Task goal:
Report every line of the records below that contains the word "serde".

(Saved entries)
○ ○ ○ ○ ○ ○ ○

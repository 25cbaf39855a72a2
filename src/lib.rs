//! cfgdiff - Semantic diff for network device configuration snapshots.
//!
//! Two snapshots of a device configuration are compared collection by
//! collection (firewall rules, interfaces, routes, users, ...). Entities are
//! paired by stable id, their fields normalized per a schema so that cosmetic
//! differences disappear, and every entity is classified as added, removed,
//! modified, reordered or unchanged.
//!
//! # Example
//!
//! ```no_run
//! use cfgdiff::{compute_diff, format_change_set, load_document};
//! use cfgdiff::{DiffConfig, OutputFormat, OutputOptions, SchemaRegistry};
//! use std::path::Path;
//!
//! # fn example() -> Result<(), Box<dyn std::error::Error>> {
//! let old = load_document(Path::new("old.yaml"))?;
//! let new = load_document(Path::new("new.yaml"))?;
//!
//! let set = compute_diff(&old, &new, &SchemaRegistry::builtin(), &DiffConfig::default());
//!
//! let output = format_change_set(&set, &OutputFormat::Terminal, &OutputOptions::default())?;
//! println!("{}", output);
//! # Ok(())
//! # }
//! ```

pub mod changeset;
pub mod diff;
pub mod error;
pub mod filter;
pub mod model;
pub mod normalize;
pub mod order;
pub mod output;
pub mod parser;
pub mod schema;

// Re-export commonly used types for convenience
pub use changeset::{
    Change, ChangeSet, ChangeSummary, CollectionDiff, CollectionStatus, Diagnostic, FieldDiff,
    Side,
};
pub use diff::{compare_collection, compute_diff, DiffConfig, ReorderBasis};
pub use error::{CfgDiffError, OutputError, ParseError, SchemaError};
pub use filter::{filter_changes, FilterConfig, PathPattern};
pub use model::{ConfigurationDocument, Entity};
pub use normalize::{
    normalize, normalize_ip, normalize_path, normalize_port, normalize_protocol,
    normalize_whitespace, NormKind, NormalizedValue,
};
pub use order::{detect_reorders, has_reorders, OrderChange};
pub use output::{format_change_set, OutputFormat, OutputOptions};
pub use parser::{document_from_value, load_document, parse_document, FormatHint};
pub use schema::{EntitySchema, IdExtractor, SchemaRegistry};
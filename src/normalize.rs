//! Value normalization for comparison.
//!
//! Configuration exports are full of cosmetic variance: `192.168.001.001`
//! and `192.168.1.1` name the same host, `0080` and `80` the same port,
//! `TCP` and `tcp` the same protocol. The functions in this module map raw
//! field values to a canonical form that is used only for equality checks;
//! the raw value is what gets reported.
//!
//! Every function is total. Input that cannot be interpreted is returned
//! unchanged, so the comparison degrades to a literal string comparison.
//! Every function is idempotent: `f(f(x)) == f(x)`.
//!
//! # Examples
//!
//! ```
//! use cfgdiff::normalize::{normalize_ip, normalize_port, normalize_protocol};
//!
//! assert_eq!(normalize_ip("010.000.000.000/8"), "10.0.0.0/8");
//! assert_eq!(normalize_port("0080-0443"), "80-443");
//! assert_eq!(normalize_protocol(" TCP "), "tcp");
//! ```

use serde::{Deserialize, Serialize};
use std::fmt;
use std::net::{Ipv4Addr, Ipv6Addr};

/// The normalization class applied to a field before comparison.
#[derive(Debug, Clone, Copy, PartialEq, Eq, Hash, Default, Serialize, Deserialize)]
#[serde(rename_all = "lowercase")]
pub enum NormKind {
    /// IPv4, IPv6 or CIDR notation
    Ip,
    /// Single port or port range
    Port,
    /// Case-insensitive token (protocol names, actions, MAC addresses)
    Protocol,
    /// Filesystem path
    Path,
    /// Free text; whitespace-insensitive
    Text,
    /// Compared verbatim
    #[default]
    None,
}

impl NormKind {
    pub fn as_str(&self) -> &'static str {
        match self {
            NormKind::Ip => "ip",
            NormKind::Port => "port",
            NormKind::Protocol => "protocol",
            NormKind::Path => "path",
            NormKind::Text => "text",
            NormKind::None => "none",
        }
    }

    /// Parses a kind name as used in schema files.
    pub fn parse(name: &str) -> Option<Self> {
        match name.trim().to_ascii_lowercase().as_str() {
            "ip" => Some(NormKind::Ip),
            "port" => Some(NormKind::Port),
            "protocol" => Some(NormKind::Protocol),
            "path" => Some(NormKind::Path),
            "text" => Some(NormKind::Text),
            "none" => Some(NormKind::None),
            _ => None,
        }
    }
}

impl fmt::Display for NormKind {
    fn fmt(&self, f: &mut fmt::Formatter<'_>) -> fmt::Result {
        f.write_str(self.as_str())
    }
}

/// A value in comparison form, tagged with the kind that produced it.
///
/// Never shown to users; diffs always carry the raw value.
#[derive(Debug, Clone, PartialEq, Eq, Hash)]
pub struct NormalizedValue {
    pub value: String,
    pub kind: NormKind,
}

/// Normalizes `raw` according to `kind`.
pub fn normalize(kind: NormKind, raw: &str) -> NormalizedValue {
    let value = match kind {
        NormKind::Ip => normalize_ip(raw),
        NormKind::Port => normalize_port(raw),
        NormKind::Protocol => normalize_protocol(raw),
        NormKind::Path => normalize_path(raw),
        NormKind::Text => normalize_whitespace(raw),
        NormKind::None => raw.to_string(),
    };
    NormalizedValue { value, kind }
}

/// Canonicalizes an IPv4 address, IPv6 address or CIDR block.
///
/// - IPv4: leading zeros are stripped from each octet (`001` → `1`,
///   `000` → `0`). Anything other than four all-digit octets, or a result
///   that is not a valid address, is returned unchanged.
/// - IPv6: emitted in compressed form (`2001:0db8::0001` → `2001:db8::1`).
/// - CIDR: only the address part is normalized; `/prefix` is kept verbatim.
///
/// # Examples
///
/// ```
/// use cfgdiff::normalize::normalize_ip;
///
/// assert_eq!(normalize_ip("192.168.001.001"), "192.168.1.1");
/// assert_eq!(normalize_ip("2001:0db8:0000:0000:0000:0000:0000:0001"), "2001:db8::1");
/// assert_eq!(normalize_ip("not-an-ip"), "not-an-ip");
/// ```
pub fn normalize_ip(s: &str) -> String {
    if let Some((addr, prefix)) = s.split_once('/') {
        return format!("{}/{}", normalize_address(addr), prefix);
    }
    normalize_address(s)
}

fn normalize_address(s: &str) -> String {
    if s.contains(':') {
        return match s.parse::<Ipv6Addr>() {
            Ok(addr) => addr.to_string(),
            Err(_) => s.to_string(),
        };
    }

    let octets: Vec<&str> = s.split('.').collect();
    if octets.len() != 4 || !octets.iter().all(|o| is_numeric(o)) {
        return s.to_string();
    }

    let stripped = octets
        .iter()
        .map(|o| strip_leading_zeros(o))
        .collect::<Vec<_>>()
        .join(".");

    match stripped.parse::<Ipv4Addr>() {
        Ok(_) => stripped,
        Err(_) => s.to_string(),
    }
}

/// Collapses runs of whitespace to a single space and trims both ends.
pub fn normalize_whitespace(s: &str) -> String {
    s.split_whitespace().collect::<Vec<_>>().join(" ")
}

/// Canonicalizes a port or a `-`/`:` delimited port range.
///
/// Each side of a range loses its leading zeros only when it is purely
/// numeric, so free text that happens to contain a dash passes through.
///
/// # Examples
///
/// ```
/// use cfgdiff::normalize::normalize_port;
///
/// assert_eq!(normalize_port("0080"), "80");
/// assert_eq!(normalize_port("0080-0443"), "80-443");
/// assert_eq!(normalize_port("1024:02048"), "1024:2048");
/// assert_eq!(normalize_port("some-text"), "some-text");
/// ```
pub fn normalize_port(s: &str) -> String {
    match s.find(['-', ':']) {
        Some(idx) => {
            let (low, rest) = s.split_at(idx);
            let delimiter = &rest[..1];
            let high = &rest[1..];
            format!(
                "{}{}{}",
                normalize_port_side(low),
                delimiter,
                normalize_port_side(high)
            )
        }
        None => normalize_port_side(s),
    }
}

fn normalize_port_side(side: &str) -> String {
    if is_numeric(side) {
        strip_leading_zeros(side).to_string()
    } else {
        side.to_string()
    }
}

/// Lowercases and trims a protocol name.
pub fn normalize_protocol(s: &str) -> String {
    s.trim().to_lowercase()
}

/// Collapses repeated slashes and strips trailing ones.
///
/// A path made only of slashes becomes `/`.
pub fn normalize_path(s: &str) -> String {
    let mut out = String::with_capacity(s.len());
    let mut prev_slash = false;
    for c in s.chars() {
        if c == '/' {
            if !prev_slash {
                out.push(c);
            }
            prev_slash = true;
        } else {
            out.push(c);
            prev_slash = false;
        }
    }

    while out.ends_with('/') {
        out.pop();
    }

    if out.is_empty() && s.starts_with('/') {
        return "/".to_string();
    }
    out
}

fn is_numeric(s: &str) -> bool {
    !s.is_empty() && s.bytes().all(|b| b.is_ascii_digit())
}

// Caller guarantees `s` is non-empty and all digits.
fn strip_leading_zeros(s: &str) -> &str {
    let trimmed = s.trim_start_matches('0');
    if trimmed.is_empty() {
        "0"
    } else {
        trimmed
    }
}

○ ○ ○ ○ ○ ○ ○

Worked solution:
use serde::{Deserialize, Serialize};
#[serde(rename_all = "lowercase")]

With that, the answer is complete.